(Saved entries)
::::::::::

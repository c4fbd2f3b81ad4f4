//! Nutrient sanity checks.
//!
//! Every published item must carry calories and the three macros. Missing
//! or negative macros and missing calories are blocking errors; an
//! implausibly high calorie count is only a warning.

use serde::Serialize;
use std::fmt;

use crate::error::{CatalogError, Result};
use crate::models::FoodItem;

/// Default calorie ceiling per 100 g before an item is flagged as an outlier.
pub const MAX_CALORIES_PER_100G: f64 = 1000.0;

#[derive(Debug, Clone, Copy, PartialEq, Eq, Serialize)]
#[serde(rename_all = "lowercase")]
pub enum Severity {
    Error,
    Warning,
}

impl Severity {
    pub fn as_str(&self) -> &'static str {
        match self {
            Severity::Error => "error",
            Severity::Warning => "warning",
        }
    }
}

impl fmt::Display for Severity {
    fn fmt(&self, f: &mut fmt::Formatter<'_>) -> fmt::Result {
        f.write_str(self.as_str())
    }
}

#[derive(Debug, Clone, PartialEq, Serialize)]
pub struct ValidationIssue {
    pub item_id: String,
    pub message: String,
    pub severity: Severity,
}

impl ValidationIssue {
    pub fn error(item_id: &str, message: impl Into<String>) -> Self {
        Self {
            item_id: item_id.to_string(),
            message: message.into(),
            severity: Severity::Error,
        }
    }

    pub fn warning(item_id: &str, message: impl Into<String>) -> Self {
        Self {
            item_id: item_id.to_string(),
            message: message.into(),
            severity: Severity::Warning,
        }
    }

    pub fn is_error(&self) -> bool {
        self.severity == Severity::Error
    }
}

impl fmt::Display for ValidationIssue {
    fn fmt(&self, f: &mut fmt::Formatter<'_>) -> fmt::Result {
        write!(f, "[{}] {}: {}", self.severity, self.item_id, self.message)
    }
}

/// Issues for a single item.
pub fn validate_item(item: &FoodItem, max_calories: f64) -> Vec<ValidationIssue> {
    let mut issues = Vec::new();
    let nutrients = &item.nutrients_per_100g;

    for (macro_name, value) in [
        ("protein_g", nutrients.protein_g),
        ("fat_g", nutrients.fat_g),
        ("carbs_g", nutrients.carbs_g),
    ] {
        match value {
            None => issues.push(ValidationIssue::error(
                &item.id,
                format!("Missing macro nutrient: {}", macro_name),
            )),
            Some(v) if v < 0.0 => issues.push(ValidationIssue::error(
                &item.id,
                format!("Negative macro nutrient: {}", macro_name),
            )),
            Some(_) => {}
        }
    }

    match nutrients.calories_kcal {
        None => issues.push(ValidationIssue::error(&item.id, "Missing calories")),
        Some(kcal) if kcal > max_calories => issues.push(ValidationIssue::warning(
            &item.id,
            format!("Calories outlier (> {} per 100g)", max_calories),
        )),
        Some(_) => {}
    }

    issues
}

/// Validate every item. Returns all issues when none is an error; otherwise
/// fails with the full list, warnings included.
pub fn validate_catalog(items: &[FoodItem], max_calories: f64) -> Result<Vec<ValidationIssue>> {
    let issues: Vec<ValidationIssue> = items
        .iter()
        .flat_map(|item| validate_item(item, max_calories))
        .collect();

    if issues.iter().any(ValidationIssue::is_error) {
        return Err(CatalogError::Validation { issues });
    }
    Ok(issues)
}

::::::::::

Each line above must be reproduced exactly.

repository c4fbd2f3b81ad4f4
//! Nutrient sanity checks.
//!
//! Every published item must carry calories and the three macros. Missing
//! or negative macros and missing calories are blocking errors; an
//! implausibly high calorie count is only a warning.

use serde::Serialize;
use std::fmt;

use crate::error::{CatalogError, Result};
use crate::models::FoodItem;

/// Default calorie ceiling per 100 g before an item is flagged as an outlier.
pub const MAX_CALORIES_PER_100G: f64 = 1000.0;

#[derive(Debug, Clone, Copy, PartialEq, Eq, Serialize)]
#[serde(rename_all = "lowercase")]
pub enum Severity {
    Error,
    Warning,
}

impl Severity {
    pub fn as_str(&self) -> &'static str {
        match self {
            Severity::Error => "error",
            Severity::Warning => "warning",
        }
    }
}

impl fmt::Display for Severity {
    fn fmt(&self, f: &mut fmt::Formatter<'_>) -> fmt::Result {
        f.write_str(self.as_str())
    }
}

#[derive(Debug, Clone, PartialEq, Serialize)]
pub struct ValidationIssue {
    pub item_id: String,
    pub message: String,
    pub severity: Severity,
}

impl ValidationIssue {
    pub fn error(item_id: &str, message: impl Into<String>) -> Self {
        Self {
            item_id: item_id.to_string(),
            message: message.into(),
            severity: Severity::Error,
        }
    }

    pub fn warning(item_id: &str, message: impl Into<String>) -> Self {
        Self {
            item_id: item_id.to_string(),
            message: message.into(),
            severity: Severity::Warning,
        }
    }

    pub fn is_error(&self) -> bool {
        self.severity == Severity::Error
    }
}

impl fmt::Display for ValidationIssue {
    fn fmt(&self, f: &mut fmt::Formatter<'_>) -> fmt::Result {
        write!(f, "[{}] {}: {}", self.severity, self.item_id, self.message)
    }
}

/// Issues for a single item.
pub fn validate_item(item: &FoodItem, max_calories: f64) -> Vec<ValidationIssue> {
    let mut issues = Vec::new();
    let nutrients = &item.nutrients_per_100g;

    for (macro_name, value) in [
        ("protein_g", nutrients.protein_g),
        ("fat_g", nutrients.fat_g),
        ("carbs_g", nutrients.carbs_g),
    ] {
        match value {
            None => issues.push(ValidationIssue::error(
                &item.id,
                format!("Missing macro nutrient: {}", macro_name),
            )),
            Some(v) if v < 0.0 => issues.push(ValidationIssue::error(
                &item.id,
                format!("Negative macro nutrient: {}", macro_name),
            )),
            Some(_) => {}
        }
    }

    match nutrients.calories_kcal {
        None => issues.push(ValidationIssue::error(&item.id, "Missing calories")),
        Some(kcal) if kcal > max_calories => issues.push(ValidationIssue::warning(
            &item.id,
            format!("Calories outlier (> {} per 100g)", max_calories),
        )),
        Some(_) => {}
    }

    issues
}

/// Validate every item. Returns all issues when none is an error; otherwise
/// fails with the full list, warnings included.
pub fn validate_catalog(items: &[FoodItem], max_calories: f64) -> Result<Vec<ValidationIssue>> {
    let issues: Vec<ValidationIssue> = items
        .iter()
        .flat_map(|item| validate_item(item, max_calories))
        .collect();

    if issues.iter().any(ValidationIssue::is_error) {
        return Err(CatalogError::Validation { issues });
    }
    Ok(issues)
}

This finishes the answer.